La guerra que estalló entre Rusia y Ucrania nos conmocionó. Inundó los medios de comunicación y redes sociales por su atrocidad y porque llevábamos varias décadas sin guerras de esta magnitud. Aprovecho el papayazo mediático, trágico y desafortunado de lo que está pasando, para recordarnos que hay una guerra global que no llega a los medios de comunicación, una guerra invisible, silenciosa y constante que no ha cesado, ni ha disminuido, que incluso se ha agravado y que se ha llevado, todos los días, hace muchos años millones de víctimas: la violencia doméstica. 

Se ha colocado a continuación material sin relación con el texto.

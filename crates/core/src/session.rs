//! Session State
//!
//! The `SessionLog` is the append-only record of everything said during a
//! session and the sole source of truth for summaries and feedback
//! aggregation. `SessionState` aggregates the log with the profile, goals,
//! feedback ledger, and engagement counters; it is owned exclusively by the
//! dialogue engine for the lifetime of one session.

use crate::feedback::FeedbackLedger;
use crate::goals::GoalLog;
use crate::profile::{AgeBand, UserProfile};
use chrono::{DateTime, Utc};
use serde::{Deserialize, Serialize};
use std::fmt;
use std::time::{Duration, Instant};

#[derive(Serialize, Deserialize, Debug, Clone, Copy, PartialEq, Eq)]
#[serde(rename_all = "lowercase")]
pub enum TurnRole {
    System,
    User,
    Assistant,
    Feedback,
}

impl fmt::Display for TurnRole {
    fn fmt(&self, f: &mut fmt::Formatter<'_>) -> fmt::Result {
        match self {
            TurnRole::System => write!(f, "system"),
            TurnRole::User => write!(f, "user"),
            TurnRole::Assistant => write!(f, "assistant"),
            TurnRole::Feedback => write!(f, "feedback"),
        }
    }
}

/// One immutable entry in the session log.
#[derive(Serialize, Deserialize, Debug, Clone, PartialEq)]
pub struct Turn {
    pub role: TurnRole,
    pub content: String,
    pub timestamp: DateTime<Utc>,
}

/// Ordered, append-only sequence of turns.
#[derive(Debug, Default)]
pub struct SessionLog {
    turns: Vec<Turn>,
}

impl SessionLog {
    pub fn append(&mut self, role: TurnRole, content: impl Into<String>) {
        self.turns.push(Turn {
            role,
            content: content.into(),
            timestamp: Utc::now(),
        });
    }

    pub fn turns(&self) -> &[Turn] {
        &self.turns
    }

    pub fn count_role(&self, role: TurnRole) -> usize {
        self.turns.iter().filter(|t| t.role == role).count()
    }

    /// Wholesale reset on explicit request; the log is never edited in place.
    pub fn clear(&mut self) {
        self.turns.clear();
    }
}

/// Aggregate state for one session, discarded when the session ends.
pub struct SessionState {
    pub profile: Option<UserProfile>,
    pub log: SessionLog,
    pub goals: GoalLog,
    pub feedback: FeedbackLedger,
    pub turn_count: u32,
    last_interaction: Instant,
}

impl SessionState {
    pub fn new(profile: Option<UserProfile>) -> Self {
        Self {
            profile,
            log: SessionLog::default(),
            goals: GoalLog::default(),
            feedback: FeedbackLedger::default(),
            turn_count: 0,
            last_interaction: Instant::now(),
        }
    }

    pub fn age_band(&self) -> Option<AgeBand> {
        self.profile.as_ref().map(UserProfile::age_band)
    }

    /// Time since the last successful user interaction.
    pub fn idle(&self) -> Duration {
        self.last_interaction.elapsed()
    }

    pub(crate) fn touch(&mut self) {
        self.last_interaction = Instant::now();
    }

    #[cfg(test)]
    pub(crate) fn backdate_interaction(&mut self, by: Duration) {
        self.last_interaction = Instant::now() - by;
    }
}
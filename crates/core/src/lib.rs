//! Core library for Amie, a turn-based, age-adaptive, emotion-aware
//! conversational companion. The `DialogueEngine` is the entry point; the
//! surrounding modules supply its collaborators: keyword and prompt tables,
//! tone classification, fatigue policy, profile persistence, and the reply
//! backend contract.

pub mod emotion;
pub mod engine;
pub mod fatigue;
pub mod feedback;
pub mod goals;
pub mod lexicon;
pub mod profile;
pub mod prompts;
pub mod reply;
pub mod runtime;
pub mod session;
pub mod speech;
pub mod summary;

pub use emotion::{EmotionClassifier, Tone};
pub use engine::{DialogueEngine, EngineConfig, EnginePhase, TurnReply};
pub use lexicon::{Lexicon, SelCategory};
pub use profile::{AgeBand, JsonProfileStore, MemoryProfileStore, ProfileStore, UserProfile};
pub use reply::{OpenAIReplyGenerator, ReplyError, ReplyGenerator, StaticReplyGenerator};
pub use runtime::SessionRuntime;
pub use speech::{Captured, ConsoleInput, ConsoleOutput, SpeechInput, SpeechOutput};
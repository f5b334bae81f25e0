//! API Models
//!
//! Request and response bodies for the chat endpoint, annotated with `utoipa`
//! schemas for OpenAPI generation.

use serde::{Deserialize, Serialize};
use utoipa::ToSchema;

#[derive(Deserialize, ToSchema, Debug, Clone)]
pub struct ChatRequest {
    /// The user's utterance. Missing or empty input is rejected with 400.
    #[schema(example = "my name is Sam")]
    pub message: Option<String>,
}

#[derive(Serialize, Deserialize, ToSchema, Debug, Clone)]
pub struct ChatResponse {
    #[schema(example = "Nice to meet you, Sam! How old are you?")]
    pub response: String,
}

#[derive(Serialize, Deserialize, ToSchema, Debug)]
pub struct ErrorResponse {
    #[schema(example = "No message provided")]
    pub error: String,
}

#[cfg(test)]
mod tests {
    use super::*;

    #[test]
    fn test_chat_request_deserialization() {
        let with_message: ChatRequest = serde_json::from_str(r#"{"message": "hello"}"#).unwrap();
        assert_eq!(with_message.message, Some("hello".to_string()));

        let without_message: ChatRequest = serde_json::from_str(r#"{}"#).unwrap();
        assert_eq!(without_message.message, None);

        let null_message: ChatRequest = serde_json::from_str(r#"{"message": null}"#).unwrap();
        assert_eq!(null_message.message, None);
    }

    #[test]
    fn test_chat_response_serialization() {
        let response = ChatResponse {
            response: "How are you feeling today?".to_string(),
        };
        let json = serde_json::to_string(&response).unwrap();
        assert_eq!(json, r#"{"response":"How are you feeling today?"}"#);
    }

    #[test]
    fn test_error_response_serialization() {
        let error = ErrorResponse {
            error: "No message provided".to_string(),
        };
        let json = serde_json::to_string(&error).unwrap();
        assert_eq!(json, r#"{"error":"No message provided"}"#);
    }
}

Vale aclarar que las guerras internas en el mundo no han dejado de existir en países como Nigeria, República Democrática del Congo, Siria, Afganistán, El Salvador, Nicaragua, México y, pues, Colombia, para no ir más lejos. Estos países siguen viviendo en zozobra, sumando muertes e inestabilidad socioeconómica por conflictos étnicos, territoriales y/o políticos. Esto no significa que esta guerra entre Ucrania y Rusia no sea consternante; estamos de nuevo ante armas de destrucción masiva, de invasión a otro territorio soberano, de alianzas y amenazas de intervención de más países. Esta proporción de conflicto parecía ser ya inconcebible. Pero no. Hay una legítima crítica al cubrimiento selectivo, incluso racista y conveniente, de esta guerra en el que predomina un discurso hegemónico, pero de esa crítica no hablaré en esta columna.

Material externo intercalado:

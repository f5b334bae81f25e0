//! Speech Capability Contracts
//!
//! Audio capture and synthesis are external collaborators; the engine only
//! sees these two traits. Console bindings are provided so a session can be
//! driven end-to-end from a terminal without any audio hardware.

use anyhow::Result;
use async_trait::async_trait;
use std::time::Duration;
use tokio::io::{AsyncBufRead, AsyncBufReadExt, BufReader, Stdin};
use tokio::sync::Mutex;

/// Result of one capture attempt.
#[derive(Debug, Clone, PartialEq, Eq)]
pub enum Captured {
    Text(String),
    /// Input arrived but carried nothing usable.
    Empty,
    /// Nothing arrived within the timeout.
    TimedOut,
}

/// Captures one user utterance, bounded by a timeout.
///
/// Bindings should map recognition failures to `Captured::Empty` with a log
/// rather than erroring: unrecognized speech is a recoverable condition.
#[async_trait]
pub trait SpeechInput: Send + Sync {
    async fn capture(&self, timeout: Duration) -> Result<Captured>;
}

/// Renders a reply to the user. Fire-and-forget; the engine ignores failures.
#[async_trait]
pub trait SpeechOutput: Send + Sync {
    async fn render(&self, text: &str, slow: bool) -> Result<()>;
}

async fn capture_line<R>(reader: &mut R, timeout: Duration) -> Result<Captured>
where
    R: AsyncBufRead + Unpin + Send,
{
    let mut line = String::new();
    match tokio::time::timeout(timeout, reader.read_line(&mut line)).await {
        Err(_) => Ok(Captured::TimedOut),
        Ok(Err(e)) => Err(e.into()),
        Ok(Ok(0)) => Ok(Captured::Empty),
        Ok(Ok(_)) => {
            let trimmed = line.trim();
            if trimmed.is_empty() {
                Ok(Captured::Empty)
            } else {
                Ok(Captured::Text(trimmed.to_string()))
            }
        }
    }
}

/// Line-oriented stdin binding for `SpeechInput`.
///
/// One reader lives for the life of the binding, so bytes buffered beyond
/// the current line survive between captures.
pub struct ConsoleInput {
    reader: Mutex<BufReader<Stdin>>,
}

impl ConsoleInput {
    pub fn new() -> Self {
        Self {
            reader: Mutex::new(BufReader::new(tokio::io::stdin())),
        }
    }
}

impl Default for ConsoleInput {
    fn default() -> Self {
        Self::new()
    }
}

#[async_trait]
impl SpeechInput for ConsoleInput {
    async fn capture(&self, timeout: Duration) -> Result<Captured> {
        let mut reader = self.reader.lock().await;
        capture_line(&mut *reader, timeout).await
    }
}

/// Stdout binding for `SpeechOutput`.
pub struct ConsoleOutput;

#[async_trait]
impl SpeechOutput for ConsoleOutput {
    async fn render(&self, text: &str, slow: bool) -> Result<()> {
        // A real TTS binding slows its speaking rate here; on a console the
        // flag is informational only.
        let _ = slow;
        println!("Amie: {text}");
        Ok(())
    }
}

#[cfg(test)]
mod tests {
    use super::*;

    #[tokio::test]
    async fn consecutive_captures_share_buffered_input() {
        let mut reader = BufReader::new(&b"first line\nsecond line\n"[..]);
        let timeout = Duration::from_secs(1);

        assert_eq!(
            capture_line(&mut reader, timeout).await.unwrap(),
            Captured::Text("first line".to_string())
        );
        // The second line was buffered during the first read and must not
        // be lost.
        assert_eq!(
            capture_line(&mut reader, timeout).await.unwrap(),
            Captured::Text("second line".to_string())
        );
        assert_eq!(
            capture_line(&mut reader, timeout).await.unwrap(),
            Captured::Empty
        );
    }

    #[tokio::test]
    async fn blank_line_captures_as_empty() {
        let mut reader = BufReader::new(&b"   \n"[..]);
        assert_eq!(
            capture_line(&mut reader, Duration::from_secs(1))
                .await
                .unwrap(),
            Captured::Empty
        );
    }
}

Acá hablaré de la guerra de la que no se habla lo suficiente. De una guerra que no tiene dimensión geopolítica, ni explicación histórica territorial, ni étnica, ni religiosa, ni es por petróleo ni por sistemas económicos en disputa. Esta guerra es contra las niñas y las mujeres, solo por ser niñas y mujeres.

Actualmente, en mi maestría, estoy viendo un curso que se llama “Género, Sexo y Violencia” en el que estudiamos las estadísticas, cifras e investigaciones tanto cualitativas como cuantitativas de estos tres temas entrelazados globalmente. Poner esta guerra en números es devastador. Por encima de toda guerra, la Violencia de Parejas Intimas (VPI) contra mujeres es la causa principal de homicidio femenino a nivel mundial. En una investigación desde 1999 hasta 2013 que analiza 141 estudios en 81 países sobre VPI física o sexual, los autores Devries, Karen y otros mostraron que el 31 % de mujeres a nivel mundial desde los 15 años ha experimentado esta violencia una o más veces en su vida.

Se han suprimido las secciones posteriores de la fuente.